[Dataset records]
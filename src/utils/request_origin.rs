//! Origin of the incoming request, as seen by the browser.

use axum::http::{HeaderMap, HeaderName, Uri, header};
use url::Url;

const X_FORWARDED_PROTO: HeaderName = HeaderName::from_static("x-forwarded-proto");
const X_FORWARDED_HOST: HeaderName = HeaderName::from_static("x-forwarded-host");

/// Reconstructs `scheme://host[:port]` from the request target and headers.
///
/// Uses `X-Forwarded-Host` / `X-Forwarded-Proto` when a reverse proxy set
/// them, then `Host`, then the URI authority (HTTP/2 `:authority`). The
/// scheme falls back to the URI scheme, then `http`. Only the first value
/// of a comma-separated forwarded list is considered.
///
/// Returns `None` if no host is present or the result is not a valid URL.
///
/// # Examples
///
/// ```ignore
/// let mut headers = HeaderMap::new();
/// headers.insert(header::HOST, "connect.example.com".parse().unwrap());
/// headers.insert("x-forwarded-proto", "https".parse().unwrap());
///
/// let origin = request_origin(&Uri::from_static("/"), &headers).unwrap();
/// assert_eq!(origin.as_str(), "https://connect.example.com/");
/// ```
pub fn request_origin(uri: &Uri, headers: &HeaderMap) -> Option<Url> {
    let host = first_value(headers, &X_FORWARDED_HOST)
        .or_else(|| first_value(headers, &header::HOST))
        .or_else(|| uri.authority().map(|a| a.as_str()))?;

    let proto = first_value(headers, &X_FORWARDED_PROTO).or_else(|| uri.scheme_str());
    let scheme = match proto {
        Some(proto) if proto.eq_ignore_ascii_case("https") => "https",
        _ => "http",
    };

    Url::parse(&format!("{}://{}", scheme, host))
        .ok()
        .filter(|url| url.has_host() && url.path() == "/")
}

fn first_value<'a>(headers: &'a HeaderMap, name: &HeaderName) -> Option<&'a str> {
    headers
        .get(name)?
        .to_str()
        .ok()?
        .split(',')
        .next()
        .map(str::trim)
        .filter(|v| !v.is_empty())
}
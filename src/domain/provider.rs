//! Account providers supported by the hosted auth flow.

use serde::{Deserialize, Serialize};
use std::fmt;
use std::str::FromStr;

/// Provider a hosted auth link can be scoped to.
///
/// Serialized in the upper-case form the upstream API expects
/// (`"LINKEDIN"`, `"WHATSAPP"`, ...).
#[derive(Debug, Clone, Copy, PartialEq, Eq, Hash, Serialize, Deserialize)]
#[serde(rename_all = "SCREAMING_SNAKE_CASE")]
pub enum Provider {
    Linkedin,
    Whatsapp,
    Instagram,
    Messenger,
    Telegram,
    Google,
    Outlook,
    Mail,
    Twitter,
}

impl Provider {
    /// Upper-case wire name.
    pub fn as_str(&self) -> &'static str {
        match self {
            Self::Linkedin => "LINKEDIN",
            Self::Whatsapp => "WHATSAPP",
            Self::Instagram => "INSTAGRAM",
            Self::Messenger => "MESSENGER",
            Self::Telegram => "TELEGRAM",
            Self::Google => "GOOGLE",
            Self::Outlook => "OUTLOOK",
            Self::Mail => "MAIL",
            Self::Twitter => "TWITTER",
        }
    }
}

impl fmt::Display for Provider {
    fn fmt(&self, f: &mut fmt::Formatter<'_>) -> fmt::Result {
        f.write_str(self.as_str())
    }
}

/// Error returned when a provider name is not recognized.
#[derive(Debug, Clone, PartialEq, Eq, thiserror::Error)]
#[error("Unknown provider: {0}")]
pub struct UnknownProvider(pub String);

impl FromStr for Provider {
    type Err = UnknownProvider;

    /// Parses a provider name case-insensitively (`linkedin`, `LinkedIn`, `LINKEDIN`).
    fn from_str(s: &str) -> Result<Self, Self::Err> {
        match s.trim().to_ascii_uppercase().as_str() {
            "LINKEDIN" => Ok(Self::Linkedin),
            "WHATSAPP" => Ok(Self::Whatsapp),
            "INSTAGRAM" => Ok(Self::Instagram),
            "MESSENGER" => Ok(Self::Messenger),
            "TELEGRAM" => Ok(Self::Telegram),
            "GOOGLE" => Ok(Self::Google),
            "OUTLOOK" => Ok(Self::Outlook),
            "MAIL" => Ok(Self::Mail),
            "TWITTER" => Ok(Self::Twitter),
            _ => Err(UnknownProvider(s.to_string())),
        }
    }
}
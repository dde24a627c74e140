//! Handler for health check endpoint.

use axum::{Json, extract::State};

use crate::api::dto::health::{CheckStatus, HealthChecks, HealthResponse};
use crate::domain::settings::ProxyMode;
use crate::state::AppState;

/// Returns service health with the state of each integration.
///
/// # Endpoint
///
/// `GET /health`
///
/// Always 200: the process is up. `status` is `degraded` when upstream
/// credentials are missing, since no hosted link can be issued then.
/// Nothing here contacts the upstream.
///
/// # Response
///
/// ```json
/// {
///   "status": "healthy",
///   "version": "0.1.0",
///   "checks": {
///     "upstream": { "status": "ok", "message": "https://api1.unipile.com:13111/" },
///     "linkedin_oauth": { "status": "disabled", "message": "LINKEDIN_CLIENT_ID or LINKEDIN_CLIENT_SECRET missing" },
///     "proxy": { "status": "ok", "message": "forward: /api/v1, /unipile-api" }
///   }
/// }
/// ```
pub async fn health_handler(State(state): State<AppState>) -> Json<HealthResponse> {
    let upstream = check_upstream(&state);
    let linkedin_oauth = check_linkedin(&state);
    let proxy = check_proxy(&state);

    let healthy = upstream.status == "ok";

    Json(HealthResponse {
        status: if healthy { "healthy" } else { "degraded" }.to_string(),
        version: env!("CARGO_PKG_VERSION").to_string(),
        checks: HealthChecks {
            upstream,
            linkedin_oauth,
            proxy,
        },
    })
}

fn check_upstream(state: &AppState) -> CheckStatus {
    match &state.config.upstream {
        Some(upstream) => CheckStatus::ok(upstream.base_url.to_string()),
        None => CheckStatus::disabled("UNIPILE_DSN or UNIPILE_API_KEY missing"),
    }
}

fn check_linkedin(state: &AppState) -> CheckStatus {
    if state.linkedin.is_some() {
        CheckStatus::ok("Deprecated /linkedin/callback enabled")
    } else {
        CheckStatus::disabled("LINKEDIN_CLIENT_ID or LINKEDIN_CLIENT_SECRET missing")
    }
}

fn check_proxy(state: &AppState) -> CheckStatus {
    let prefixes = state
        .config
        .proxy_routes
        .iter()
        .map(|route| route.prefix.as_str())
        .collect::<Vec<_>>()
        .join(", ");

    match state.config.proxy_mode {
        ProxyMode::Off => CheckStatus::disabled("PROXY_MODE=off"),
        ProxyMode::Diagnostic => CheckStatus::ok(format!("diagnostic: {}", prefixes)),
        ProxyMode::Forward if state.proxy_gateway.is_enabled() => {
            CheckStatus::ok(format!("forward: {}", prefixes))
        }
        ProxyMode::Forward => CheckStatus::disabled("forward mode without upstream credentials"),
    }
}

WHAT YOU ARE ASKED TO DO: The exact wording of every entry above should be written out again.

WRITTEN REPLY:
filename src/utils/request_origin.rs
//! Origin of the incoming request, as seen by the browser.

use axum::http::{HeaderMap, HeaderName, Uri, header};
use url::Url;

const X_FORWARDED_PROTO: HeaderName = HeaderName::from_static("x-forwarded-proto");
const X_FORWARDED_HOST: HeaderName = HeaderName::from_static("x-forwarded-host");

/// Reconstructs `scheme://host[:port]` from the request target and headers.
///
/// Uses `X-Forwarded-Host` / `X-Forwarded-Proto` when a reverse proxy set
/// them, then `Host`, then the URI authority (HTTP/2 `:authority`). The
/// scheme falls back to the URI scheme, then `http`. Only the first value
/// of a comma-separated forwarded list is considered.
///
/// Returns `None` if no host is present or the result is not a valid URL.
///
/// # Examples
///
/// ```ignore
/// let mut headers = HeaderMap::new();
/// headers.insert(header::HOST, "connect.example.com".parse().unwrap());
/// headers.insert("x-forwarded-proto", "https".parse().unwrap());
///
/// let origin = request_origin(&Uri::from_static("/"), &headers).unwrap();
/// assert_eq!(origin.as_str(), "https://connect.example.com/");
/// ```
pub fn request_origin(uri: &Uri, headers: &HeaderMap) -> Option<Url> {
    let host = first_value(headers, &X_FORWARDED_HOST)
        .or_else(|| first_value(headers, &header::HOST))
        .or_else(|| uri.authority().map(|a| a.as_str()))?;

    let proto = first_value(headers, &X_FORWARDED_PROTO).or_else(|| uri.scheme_str());
    let scheme = match proto {
        Some(proto) if proto.eq_ignore_ascii_case("https") => "https",
        _ => "http",
    };

    Url::parse(&format!("{}://{}", scheme, host))
        .ok()
        .filter(|url| url.has_host() && url.path() == "/")
}

fn first_value<'a>(headers: &'a HeaderMap, name: &HeaderName) -> Option<&'a str> {
    headers
        .get(name)?
        .to_str()
        .ok()?
        .split(',')
        .next()
        .map(str::trim)
        .filter(|v| !v.is_empty())
}
filename src/domain/provider.rs
//! Account providers supported by the hosted auth flow.

use serde::{Deserialize, Serialize};
use std::fmt;
use std::str::FromStr;

/// Provider a hosted auth link can be scoped to.
///
/// Serialized in the upper-case form the upstream API expects
/// (`"LINKEDIN"`, `"WHATSAPP"`, ...).
#[derive(Debug, Clone, Copy, PartialEq, Eq, Hash, Serialize, Deserialize)]
#[serde(rename_all = "SCREAMING_SNAKE_CASE")]
pub enum Provider {
    Linkedin,
    Whatsapp,
    Instagram,
    Messenger,
    Telegram,
    Google,
    Outlook,
    Mail,
    Twitter,
}

impl Provider {
    /// Upper-case wire name.
    pub fn as_str(&self) -> &'static str {
        match self {
            Self::Linkedin => "LINKEDIN",
            Self::Whatsapp => "WHATSAPP",
            Self::Instagram => "INSTAGRAM",
            Self::Messenger => "MESSENGER",
            Self::Telegram => "TELEGRAM",
            Self::Google => "GOOGLE",
            Self::Outlook => "OUTLOOK",
            Self::Mail => "MAIL",
            Self::Twitter => "TWITTER",
        }
    }
}

impl fmt::Display for Provider {
    fn fmt(&self, f: &mut fmt::Formatter<'_>) -> fmt::Result {
        f.write_str(self.as_str())
    }
}

/// Error returned when a provider name is not recognized.
#[derive(Debug, Clone, PartialEq, Eq, thiserror::Error)]
#[error("Unknown provider: {0}")]
pub struct UnknownProvider(pub String);

impl FromStr for Provider {
    type Err = UnknownProvider;

    /// Parses a provider name case-insensitively (`linkedin`, `LinkedIn`, `LINKEDIN`).
    fn from_str(s: &str) -> Result<Self, Self::Err> {
        match s.trim().to_ascii_uppercase().as_str() {
            "LINKEDIN" => Ok(Self::Linkedin),
            "WHATSAPP" => Ok(Self::Whatsapp),
            "INSTAGRAM" => Ok(Self::Instagram),
            "MESSENGER" => Ok(Self::Messenger),
            "TELEGRAM" => Ok(Self::Telegram),
            "GOOGLE" => Ok(Self::Google),
            "OUTLOOK" => Ok(Self::Outlook),
            "MAIL" => Ok(Self::Mail),
            "TWITTER" => Ok(Self::Twitter),
            _ => Err(UnknownProvider(s.to_string())),
        }
    }
}
repository dde24a627c74e140
//! Handler for health check endpoint.

use axum::{Json, extract::State};

use crate::api::dto::health::{CheckStatus, HealthChecks, HealthResponse};
use crate::domain::settings::ProxyMode;
use crate::state::AppState;

/// Returns service health with the state of each integration.
///
/// # Endpoint
///
/// `GET /health`
///
/// Always 200: the process is up. `status` is `degraded` when upstream
/// credentials are missing, since no hosted link can be issued then.
/// Nothing here contacts the upstream.
///
/// # Response
///
/// ```json
/// {
///   "status": "healthy",
///   "version": "0.1.0",
///   "checks": {
///     "upstream": { "status": "ok", "message": "https://api1.unipile.com:13111/" },
///     "linkedin_oauth": { "status": "disabled", "message": "LINKEDIN_CLIENT_ID or LINKEDIN_CLIENT_SECRET missing" },
///     "proxy": { "status": "ok", "message": "forward: /api/v1, /unipile-api" }
///   }
/// }
/// ```
pub async fn health_handler(State(state): State<AppState>) -> Json<HealthResponse> {
    let upstream = check_upstream(&state);
    let linkedin_oauth = check_linkedin(&state);
    let proxy = check_proxy(&state);

    let healthy = upstream.status == "ok";

    Json(HealthResponse {
        status: if healthy { "healthy" } else { "degraded" }.to_string(),
        version: env!("CARGO_PKG_VERSION").to_string(),
        checks: HealthChecks {
            upstream,
            linkedin_oauth,
            proxy,
        },
    })
}

fn check_upstream(state: &AppState) -> CheckStatus {
    match &state.config.upstream {
        Some(upstream) => CheckStatus::ok(upstream.base_url.to_string()),
        None => CheckStatus::disabled("UNIPILE_DSN or UNIPILE_API_KEY missing"),
    }
}

fn check_linkedin(state: &AppState) -> CheckStatus {
    if state.linkedin.is_some() {
        CheckStatus::ok("Deprecated /linkedin/callback enabled")
    } else {
        CheckStatus::disabled("LINKEDIN_CLIENT_ID or LINKEDIN_CLIENT_SECRET missing")
    }
}

fn check_proxy(state: &AppState) -> CheckStatus {
    let prefixes = state
        .config
        .proxy_routes
        .iter()
        .map(|route| route.prefix.as_str())
        .collect::<Vec<_>>()
        .join(", ");

    match state.config.proxy_mode {
        ProxyMode::Off => CheckStatus::disabled("PROXY_MODE=off"),
        ProxyMode::Diagnostic => CheckStatus::ok(format!("diagnostic: {}", prefixes)),
        ProxyMode::Forward if state.proxy_gateway.is_enabled() => {
            CheckStatus::ok(format!("forward: {}", prefixes))
        }
        ProxyMode::Forward => CheckStatus::disabled("forward mode without upstream credentials"),
    }
}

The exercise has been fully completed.